# HD 5514 Research Methods (Fall 2019)

# Inference for Regression (W13)

## HD 5514 Research Methods (Fall 2019)

- In-Class Acitivity: Correlation
- In-Class Acitivity: Simple Linear Regression
- Load Data
- Check Data Set
- Visualize your data using a scatter plot
- Visualize your data using a boxplot and check for outliers
- Check the normality of the response variable using a histogram
- Chek the normality of the response variable using a density plot
- Chek the normality of the response variable using a QQ plot
- Fit a simple linear regression model
- Produce a summary of the model fitting
- Checking for statistical significance

- In-Class Acitivity: Multiple Linear Regression
- Assignment 9 (Week 13)
- Read Data
- Check Data
- Use the help function to learn about variables
- Check three data frame columns (income, education)
- Visualize your variable and check for outliers
- Check the normality of a potenital response variable using a histogram
- Check the normality of a potenital response variable using a density plot
- Check the normality of a potenital response variable using a QQ plot
- Check the normality of the response variable using a histogram
- Chek the normality of the response variable using a density plot
- Check the normality of the response variable using a QQ plot
- Fit a simple linear regression model
- Produce a summary of the model fitting

# In-Class Acitivity: Correlation

## Load Data

We are going to use `cars`

data included in R by default. We will load and print the cars data.

## Check Data Set

Check the number of rows and columns.

## Visualize your data using a scatter plot

Find the data columns, named `speed`

(numeric Speed (mph)) and `dist`

(numeric Stopping distance (ft)) from the cars data set. Create a scatter plot to visualze the relationship between the two variables.

## Calcuate correlation

Calcuate correlation among two variables `speed`

and `dist`

using the `cor`

function. Conduct statistical testing for the association using `cor.test`

function. The default is Pearson’s correlation, but you can use Spearman’s (rho) rank correlation `method="spearman"`

or Kendall’s tau `method="kendall"`

for nonparametic tests.

# In-Class Acitivity: Simple Linear Regression

## Load Data

We are going to use `cars`

data included in R by default. We will load and print the cars data.

## Check Data Set

Check the number of rows and columns.

## Visualize your data using a scatter plot

Find the data columns, named `speed`

(numeric Speed (mph)) and `dist`

(numeric Stopping distance (ft)) from the cars data set. Create a scatter plot to visualze linear relationship between the two variables.

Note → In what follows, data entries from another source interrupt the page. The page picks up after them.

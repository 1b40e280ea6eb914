//! Database connection helpers.
//!
//! Every repository call checks a connection out of the r2d2 pool and hands it
//! back on drop, so a connection is scoped to a single operation.

use std::time::Duration;

use diesel::connection::SimpleConnection;
use diesel::define_sql_function;
use diesel::r2d2::{ConnectionManager, CustomizeConnection, Pool, PoolError, PooledConnection};
use diesel::sql_types::{Nullable, Text};
use diesel::sqlite::SqliteConnection;
use log::error;

pub type DbPool = Pool<ConnectionManager<SqliteConnection>>;
pub type DbConnection = PooledConnection<ConnectionManager<SqliteConnection>>;

define_sql_function! {
    /// Unicode-aware lower-casing. SQLite's built-in `lower` and `LIKE` only
    /// fold ASCII letters. Registered on every pooled connection.
    fn unicode_lower(value: Nullable<Text>) -> Nullable<Text>;
}

#[derive(Debug)]
/// Options that are applied each time a connection is acquired from the pool.
pub struct ConnectionOptions {
    /// Enable Write Ahead Logging mode for SQLite.
    pub enable_wal: bool,
    /// Enforce foreign key checks for SQLite.
    pub enable_foreign_keys: bool,
    /// Timeout to wait for a locked database.
    pub busy_timeout: Option<Duration>,
}

impl Default for ConnectionOptions {
    fn default() -> Self {
        Self {
            enable_wal: true,
            enable_foreign_keys: true,
            busy_timeout: Some(Duration::from_secs(30)),
        }
    }
}

impl ConnectionOptions {
    fn pragmas(&self) -> String {
        let mut sql = String::new();
        // Set first so the journal mode switch waits on concurrent writers.
        if let Some(timeout) = self.busy_timeout {
            sql.push_str(&format!("PRAGMA busy_timeout = {};", timeout.as_millis()));
        }
        if self.enable_wal {
            sql.push_str("PRAGMA journal_mode = WAL; PRAGMA synchronous = NORMAL;");
        }
        if self.enable_foreign_keys {
            sql.push_str("PRAGMA foreign_keys = ON;");
        }
        sql
    }
}

impl CustomizeConnection<SqliteConnection, diesel::r2d2::Error> for ConnectionOptions {
    fn on_acquire(&self, conn: &mut SqliteConnection) -> Result<(), diesel::r2d2::Error> {
        let pragmas = self.pragmas();
        if !pragmas.is_empty() {
            conn.batch_execute(&pragmas)
                .map_err(diesel::r2d2::Error::QueryError)?;
        }
        unicode_lower_utils::register_impl(conn, |value: Option<String>| {
            value.map(|value| value.to_lowercase())
        })
        .map_err(diesel::r2d2::Error::QueryError)
    }
}

/// Create a Diesel connection pool for the given database URL.
pub fn establish_connection_pool(database_url: &str) -> Result<DbPool, PoolError> {
    establish_connection_pool_with(database_url, ConnectionOptions::default())
}

/// Create a pool applying custom per-connection options.
pub fn establish_connection_pool_with(
    database_url: &str,
    options: ConnectionOptions,
) -> Result<DbPool, PoolError> {
    let manager = ConnectionManager::<SqliteConnection>::new(database_url);
    Pool::builder()
        .connection_customizer(Box::new(options))
        .build(manager)
}

/// Retrieve a connection from the pool.
pub fn get_connection(pool: &DbPool) -> Result<DbConnection, PoolError> {
    pool.get().map_err(|e| {
        error!("Failed to get connection from pool: {e}");
        e
    })
}
use chrono::NaiveDateTime;
use diesel::prelude::*;

use crate::domain::lead::{
    Lead as DomainLead, NewLead as DomainNewLead, UpdateLead as DomainUpdateLead,
};
use crate::domain::types::{
    CompanyName, LeadEmail, LeadId, LeadName, LeadNotes, LeadStage, PhoneNumber,
    TypeConstraintError,
};

#[derive(Debug, Clone, Identifiable, Queryable, Selectable)]
#[diesel(table_name = crate::schema::leads)]
#[diesel(check_for_backend(diesel::sqlite::Sqlite))]
/// Diesel model for [`crate::domain::lead::Lead`].
pub struct Lead {
    pub id: i32,
    pub name: String,
    pub email: Option<String>,
    pub phone: Option<String>,
    pub company: Option<String>,
    pub notes: Option<String>,
    pub stage: i32,
    pub engaged: bool,
    pub created_at: NaiveDateTime,
    pub updated_at: NaiveDateTime,
}

#[derive(Insertable)]
#[diesel(table_name = crate::schema::leads)]
/// Insertable form of [`Lead`].
pub struct NewLead<'a> {
    pub name: &'a str,
    pub email: Option<&'a str>,
    pub phone: Option<&'a str>,
    pub company: Option<&'a str>,
    pub notes: Option<&'a str>,
    pub stage: i32,
    pub engaged: bool,
    pub created_at: NaiveDateTime,
    pub updated_at: NaiveDateTime,
}

#[derive(AsChangeset)]
#[diesel(table_name = crate::schema::leads)]
/// Data used when updating a [`Lead`] record. `None` leaves a column untouched.
pub struct UpdateLead<'a> {
    pub name: Option<&'a str>,
    pub email: Option<Option<&'a str>>,
    pub phone: Option<Option<&'a str>>,
    pub company: Option<Option<&'a str>>,
    pub notes: Option<Option<&'a str>>,
    pub stage: Option<i32>,
    pub engaged: Option<bool>,
    pub updated_at: NaiveDateTime,
}

impl TryFrom<Lead> for DomainLead {
    type Error = TypeConstraintError;

    fn try_from(lead: Lead) -> Result<Self, Self::Error> {
        Ok(Self {
            id: LeadId::new(lead.id)?,
            name: LeadName::new(lead.name)?,
            email: lead.email.map(LeadEmail::new).transpose()?,
            phone: lead.phone.map(PhoneNumber::new).transpose()?,
            company: lead.company.map(CompanyName::new).transpose()?,
            notes: lead.notes.map(LeadNotes::new).transpose()?,
            stage: LeadStage::new(lead.stage)?,
            engaged: lead.engaged,
            created_at: lead.created_at,
            updated_at: lead.updated_at,
        })
    }
}

impl<'a> From<&'a DomainNewLead> for NewLead<'a> {
    fn from(lead: &'a DomainNewLead) -> Self {
        Self {
            name: lead.name.as_str(),
            email: lead.email.as_ref().map(LeadEmail::as_str),
            phone: lead.phone.as_ref().map(PhoneNumber::as_str),
            company: lead.company.as_ref().map(CompanyName::as_str),
            notes: lead.notes.as_ref().map(LeadNotes::as_str),
            stage: lead.stage.get(),
            engaged: lead.engaged,
            created_at: lead.created_at,
            updated_at: lead.created_at,
        }
    }
}

impl<'a> From<&'a DomainUpdateLead> for UpdateLead<'a> {
    fn from(lead: &'a DomainUpdateLead) -> Self {
        Self {
            name: lead.name.as_ref().map(LeadName::as_str),
            email: lead
                .email
                .as_ref()
                .map(|email| email.as_ref().map(LeadEmail::as_str)),
            phone: lead
                .phone
                .as_ref()
                .map(|phone| phone.as_ref().map(PhoneNumber::as_str)),
            company: lead
                .company
                .as_ref()
                .map(|company| company.as_ref().map(CompanyName::as_str)),
            notes: lead
                .notes
                .as_ref()
                .map(|notes| notes.as_ref().map(LeadNotes::as_str)),
            stage: lead.stage.map(LeadStage::get),
            engaged: lead.engaged,
            updated_at: lead.updated_at,
        }
    }
}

## Visualize your data using a boxplot and check for outliers

Use the `boxplot`

funciton to create a boxplot for each variable: `speed`

(numeric Speed (mph)) and `dist`

(numeric Stopping distance (ft)) from the cars data set. See if there is any outlier based on the 1.5 x interquartile-range (1.5 * IQR) rule.

```
# box plot for 'speed'
boxplot(cars$speed, main="Speed")
# box plot for 'speed'
boxplot(cars$dist, main="Distance")
# Visualize two figures side by side and add notes (run the following 3 rows at the same time)
par(mfrow=c(1, 2)) # divide graph area in 2 columns
boxplot(cars$speed, main="Speed", sub = paste("Outlier rows: ", boxplot.stats(cars$speed)$out))
boxplot(cars$dist, main="Distance", sub=paste("Outlier rows: ", boxplot.stats(cars$dist)$out))
```

## Check the normality of the response variable using a histogram

Create a histogram with the function `hist()`

. You can change the number of bins using the `breaks=`

argument.

## Chek the normality of the response variable using a density plot

Create a density plot with the function `density()`

.

## Chek the normality of the response variable using a QQ plot

Create a density plot with the function `qqnorm()`

. Quantile-Quantile plot (QQ-plot) shows the correlation between a given sample and the normal distribution.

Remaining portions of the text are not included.